--- START ---
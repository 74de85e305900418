//! Application core: event loop, action dispatch, overlays.

use std::sync::Arc;
use std::time::{Duration, Instant};

use color_eyre::eyre::Result;
use crossterm::event::{KeyCode, KeyEvent, KeyModifiers, MouseEvent};
use ratatui::{
    Frame,
    layout::{Constraint, Layout, Rect},
    style::Style,
    text::{Line, Span},
    widgets::{Block, BorderType, Borders, Paragraph},
};
use throbber_widgets_tui::{Throbber, ThrobberState};
use tokio::sync::mpsc;
use tokio_util::sync::CancellationToken;
use tracing::{debug, info};

use apiwatch_core::{Dashboard, DashboardState};

use crate::action::{Action, ConfirmAction, Notification, NotificationLevel};
use crate::component::Component;
use crate::screens::dashboard::DashboardScreen;
use crate::theme;
use crate::tui::{Event, Tui};

/// How long a toast stays up.
const NOTIFICATION_TTL: Duration = Duration::from_secs(3);

/// Service reachability as seen by the health probe.
#[derive(Debug, Clone, PartialEq, Eq, Default)]
pub enum ConnectionStatus {
    #[default]
    Connecting,
    Connected,
    Disconnected,
}

/// Top-level application state and event loop.
pub struct App {
    dashboard: Dashboard,
    poll_interval: Duration,
    screen: DashboardScreen,
    running: bool,
    connection_status: ConnectionStatus,
    help_visible: bool,
    /// Latest snapshot from the data bridge.
    state: Arc<DashboardState>,
    action_tx: mpsc::UnboundedSender<Action>,
    action_rx: mpsc::UnboundedReceiver<Action>,
    /// Stops the data bridge and health probe.
    data_cancel: CancellationToken,
    /// Blocks other input while set.
    pending_confirm: Option<ConfirmAction>,
    notification: Option<(Notification, Instant)>,
    throbber_state: ThrobberState,
}
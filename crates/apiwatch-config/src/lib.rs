//! Configuration for the apiwatch dashboard: defaults, an optional TOML
//! file, `APIWATCH_*` environment variables, and command-line overrides,
//! in increasing order of precedence.
//!
//! Core never sees these types; it receives a pre-built
//! [`DashboardConfig`].

use std::path::{Path, PathBuf};
use std::time::Duration;

use directories::ProjectDirs;
use figment::{
    Figment,
    providers::{Env, Format, Serialized, Toml},
};
use serde::{Deserialize, Serialize};
use thiserror::Error;
use url::Url;

use apiwatch_core::{DashboardConfig, TlsMode};

/// Longest base URL accepted.
const MAX_URL_LEN: usize = 2048;

/// Service address used when nothing else is configured.
pub const DEFAULT_API_BASE: &str = "http://localhost:8001";

/// Prefix for environment overrides (`APIWATCH_API_BASE`, ...).
pub const ENV_PREFIX: &str = "APIWATCH_";

// ── Errors ───────────────────────────────────────────────────────────

#[derive(Debug, Error)]
pub enum ConfigError {
    #[error("Invalid value for {field}: {reason}")]
    Validation { field: &'static str, reason: String },

    #[error("Configuration error: {0}")]
    Figment(Box<figment::Error>),

    #[error("Cannot serialize configuration: {0}")]
    Serialize(#[from] toml::ser::Error),
}

impl From<figment::Error> for ConfigError {
    fn from(err: figment::Error) -> Self {
        Self::Figment(Box::new(err))
    }
}

// ── Config ───────────────────────────────────────────────────────────

#[derive(Debug, Clone, PartialEq, Eq, Deserialize, Serialize)]
#[serde(default)]
pub struct Config {
    /// Monitoring service root.
    pub api_base: String,
    /// Seconds between background refreshes.
    pub poll_interval_secs: u64,
    /// Per-request timeout in seconds.
    pub timeout_secs: u64,
    /// Log entries shown for the selected endpoint.
    pub log_limit: u32,
    /// Accept invalid TLS certificates.
    pub insecure: bool,
}

impl Default for Config {
    fn default() -> Self {
        Self {
            api_base: DEFAULT_API_BASE.into(),
            poll_interval_secs: 5,
            timeout_secs: 10,
            log_limit: 200,
            insecure: false,
        }
    }
}

/// Values supplied on the command line. `None` leaves the lower layers alone.
#[derive(Debug, Clone, Default, Serialize)]
pub struct Overrides {
    #[serde(skip_serializing_if = "Option::is_none")]
    pub api_base: Option<String>,
    #[serde(skip_serializing_if = "Option::is_none")]
    pub poll_interval_secs: Option<u64>,
    #[serde(skip_serializing_if = "Option::is_none")]
    pub timeout_secs: Option<u64>,
    #[serde(skip_serializing_if = "Option::is_none")]
    pub log_limit: Option<u32>,
    #[serde(skip_serializing_if = "std::ops::Not::not")]
    pub insecure: bool,
}

impl Config {
    /// Check ranges and parse the base URL.
    pub fn validate(&self) -> Result<Url, ConfigError> {
        let api_base = parse_api_base(&self.api_base)?;
        if self.poll_interval_secs == 0 {
            return Err(ConfigError::Validation {
                field: "poll_interval_secs",
                reason: "must be at least 1".into(),
            });
        }
        if self.timeout_secs == 0 {
            return Err(ConfigError::Validation {
                field: "timeout_secs",
                reason: "must be at least 1".into(),
            });
        }
        if self.log_limit == 0 {
            return Err(ConfigError::Validation {
                field: "log_limit",
                reason: "must be at least 1".into(),
            });
        }
        Ok(api_base)
    }

    /// Translate into the core's runtime settings.
    ///
    /// This is the single boundary where config types cross into core types.
    pub fn to_dashboard_config(&self) -> Result<DashboardConfig, ConfigError> {
        let api_base = self.validate()?;
        Ok(DashboardConfig {
            api_base,
            poll_interval: Duration::from_secs(self.poll_interval_secs),
            timeout: Duration::from_secs(self.timeout_secs),
            log_limit: self.log_limit,
            tls: if self.insecure {
                TlsMode::DangerAcceptInvalid
            } else {
                TlsMode::System
            },
        })
    }

    pub fn to_toml(&self) -> Result<String, ConfigError> {
        Ok(toml::to_string_pretty(self)?)
    }
}

fn parse_api_base(raw: &str) -> Result<Url, ConfigError> {
    let raw = raw.trim();
    let invalid = |reason: String| ConfigError::Validation {
        field: "api_base",
        reason,
    };

    if raw.len() > MAX_URL_LEN {
        return Err(invalid(format!("longer than {MAX_URL_LEN} characters")));
    }
    let url = Url::parse(raw).map_err(|e| invalid(format!("{raw}: {e}")))?;
    if !matches!(url.scheme(), "http" | "https") {
        return Err(invalid(format!("{raw}: scheme must be http or https")));
    }
    if url.host_str().is_none_or(str::is_empty) {
        return Err(invalid(format!("{raw}: missing host")));
    }
    Ok(url)
}

// ── Loading ──────────────────────────────────────────────────────────

/// Resolve the config file path via XDG / platform conventions.
pub fn config_path() -> PathBuf {
    ProjectDirs::from("dev", "apiwatch", "apiwatch").map_or_else(
        || PathBuf::from(".apiwatch.toml"),
        |dirs| dirs.config_dir().join("config.toml"),
    )
}

/// Load from the default config path, environment, and `overrides`.
pub fn load_config(overrides: &Overrides) -> Result<Config, ConfigError> {
    load_config_from(&config_path(), overrides)
}

/// Load with an explicit config file. A missing file is not an error.
pub fn load_config_from(path: &Path, overrides: &Overrides) -> Result<Config, ConfigError> {
    let config: Config = Figment::new()
        .merge(Serialized::defaults(Config::default()))
        .merge(Toml::file(path))
        .merge(Env::prefixed(ENV_PREFIX))
        .merge(Serialized::defaults(overrides))
        .extract()?;
    config.validate()?;
    Ok(config)
}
--- END ---
WORK INSTRUCTIONS:
Would you please repeat exactly the lines above, starting at the line with "#[serde(default)]" and stopping at the line with "if self.log_limit == 0", both included?

SOLUTION FOR THIS TASK:
#[serde(default)]
pub struct Config {
    /// Monitoring service root.
    pub api_base: String,
    /// Seconds between background refreshes.
    pub poll_interval_secs: u64,
    /// Per-request timeout in seconds.
    pub timeout_secs: u64,
    /// Log entries shown for the selected endpoint.
    pub log_limit: u32,
    /// Accept invalid TLS certificates.
    pub insecure: bool,
}

impl Default for Config {
    fn default() -> Self {
        Self {
            api_base: DEFAULT_API_BASE.into(),
            poll_interval_secs: 5,
            timeout_secs: 10,
            log_limit: 200,
            insecure: false,
        }
    }
}

/// Values supplied on the command line. `None` leaves the lower layers alone.
#[derive(Debug, Clone, Default, Serialize)]
pub struct Overrides {
    #[serde(skip_serializing_if = "Option::is_none")]
    pub api_base: Option<String>,
    #[serde(skip_serializing_if = "Option::is_none")]
    pub poll_interval_secs: Option<u64>,
    #[serde(skip_serializing_if = "Option::is_none")]
    pub timeout_secs: Option<u64>,
    #[serde(skip_serializing_if = "Option::is_none")]
    pub log_limit: Option<u32>,
    #[serde(skip_serializing_if = "std::ops::Not::not")]
    pub insecure: bool,
}

impl Config {
    /// Check ranges and parse the base URL.
    pub fn validate(&self) -> Result<Url, ConfigError> {
        let api_base = parse_api_base(&self.api_base)?;
        if self.poll_interval_secs == 0 {
            return Err(ConfigError::Validation {
                field: "poll_interval_secs",
                reason: "must be at least 1".into(),
            });
        }
        if self.timeout_secs == 0 {
            return Err(ConfigError::Validation {
                field: "timeout_secs",
                reason: "must be at least 1".into(),
            });
        }
        if self.log_limit == 0 {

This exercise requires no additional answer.